Analysis Template Standardization
I've worked to adopt and promote the use of Cookiecutter Data Science. This is a python package that creates a project template for you. It gives you folders for data, models, notebooks, src, etc... and creates commonly used files - like a requirements.txt, gitignore, etc... With this template, the analyst is always writing their logic into the src folder (as .py files), which makes a local package that can be consumed in your notebooks - for a much cleaner analysis that can be used for business presentations. This encouragement means you can easily contribute your src code to the internal Python package pretty easily (often just by copying the file over).
CI/CD
We have CI/CD for EVERYTHING. This allows us to automate mundane, low-risk tasks (like automated deployment) and gives us a ton of monitoring and maintenance functionality since we don't have a dedicated DevOps team - like knowing what Git commits were part of which version of the code, what version is in what environment, and being able to roll back with 1 or 2 clicks.
- **Internal Python Package: **Builds the package, automatically deploys to dev immediately, and automatically goes to prod weekly.
- Power BI: Reports are automatically deployed to "dev" when you check in your code. When you're ready for UAT, you can automatically promote it to UAT environment, and when you're ready for production, you can press a button and go to prod.
- Pipelines: We have several pipelines - logic that needs to run on some cadence. These are set up similarly - automatically deploying to dev for testing and 1-click production deployment.
- Azure ML: All of our models that train in Azure ML are automatically deployed to dev, and have a 1-click deployment to production.
- Flask APIs: Are automatically deployed to development environment on-premises and has 1-click promotion to UAT or prod. They're used internally only.

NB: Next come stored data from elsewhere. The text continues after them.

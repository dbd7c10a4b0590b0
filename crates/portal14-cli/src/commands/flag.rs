use portal14_core::{AcceptedFlag, Config};

use super::open_store;

pub fn accept() -> Result<(), Box<dyn std::error::Error>> {
    let config = Config::load_or_default();
    let store = open_store();
    let flag = AcceptedFlag::new(config.experience.accepted_key);
    let persisted = flag.write(store.as_ref());
    println!(
        "{}",
        serde_json::json!({ "type": "accept_recorded", "persisted": persisted })
    );
    Ok(())
}

pub fn reset() -> Result<(), Box<dyn std::error::Error>> {
    let config = Config::load_or_default();
    let store = open_store();
    let flag = AcceptedFlag::new(config.experience.accepted_key);
    let cleared = flag.clear(store.as_ref());
    println!(
        "{}",
        serde_json::json!({ "type": "accept_cleared", "cleared": cleared })
    );
    Ok(())
}
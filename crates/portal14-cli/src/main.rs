use clap::{CommandFactory, Parser, Subcommand};
use tracing_subscriber::EnvFilter;

mod commands;

#[derive(Parser)]
#[command(name = "portal14", version, about = "portal14 invitation in the terminal")]
struct Cli {
    #[command(subcommand)]
    command: Commands,
}

#[derive(Subcommand)]
enum Commands {
    /// Play the invitation in real time
    Run(commands::run::RunArgs),
    /// Replay the invitation on a virtual clock and print events as JSON lines
    Simulate(commands::simulate::SimulateArgs),
    /// Print the current state as JSON
    Status {
        /// Evaluate at this instant (RFC 3339) instead of now
        #[arg(long)]
        now: Option<String>,
    },
    /// Print the countdown to the unlock instant as JSON
    Countdown {
        /// Evaluate at this instant (RFC 3339) instead of now
        #[arg(long)]
        now: Option<String>,
    },
    /// Record acceptance without playing the sequence
    Accept,
    /// Forget the recorded acceptance
    Reset,
    /// Configuration management
    Config {
        #[command(subcommand)]
        action: commands::config::ConfigAction,
    },
    /// Generate shell completions
    Completions {
        shell: clap_complete::Shell,
    },
}

fn init_tracing() {
    let filter = EnvFilter::try_from_env("PORTAL14_LOG").unwrap_or_else(|_| EnvFilter::new("warn"));
    tracing_subscriber::fmt()
        .with_env_filter(filter)
        .with_writer(std::io::stderr)
        .init();
}

fn main() {
    init_tracing();
    let cli = Cli::parse();
    let result = match cli.command {
        Commands::Run(args) => commands::run::run(args),
        Commands::Simulate(args) => commands::simulate::run(args),
        Commands::Status { now } => commands::status::status(now),
        Commands::Countdown { now } => commands::status::countdown(now),
        Commands::Accept => commands::flag::accept(),
        Commands::Reset => commands::flag::reset(),
        Commands::Config { action } => commands::config::run(action),
        Commands::Completions { shell } => {
            clap_complete::generate(shell, &mut Cli::command(), "portal14", &mut std::io::stdout());
            Ok(())
        }
    };

    if let Err(e) = result {
        eprintln!("error: {e}");
        std::process::exit(1);
    }
}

- Azure Functions: Same deal.
Azure ML Platform
Azure ML allows us to schedule and monitor our machine learning model training. Often, models are trained daily or weekly and we use this platform to orchestrate all the little steps that go into training a model - data acquisition, data manipulation, model training, model evaluation, and making prediction data or other outputs. Azure ML pipelines handles making connections to Azure SQL databases, storing logs, storing intermediate data, data versioning, model versioning, and model deployment to an API endpoint. It's an extremely powerful and convenient part of our stack.
What's next?
Take full advantage of Cookiecutter Data Science
Cookiecutter Data Science sets us up for our next steps - we want to add automatic project documentation (using Sphynx) and utilize Makefiles to create Python virtual environment and manage dependencies.
Monitoring
Additionally, we're going to get into better model monitoring building it into our pipelines or using a platform like Grafana or Prometheus.
ML Platform?
We may also reevaluate using Azure ML. It has some nice features, but the development experience isn't great. It has a lot of SDK-specific code we have to add to our pipelines and there's no way to test-run your pipeline locally. Going open-source with ML Flow is an option.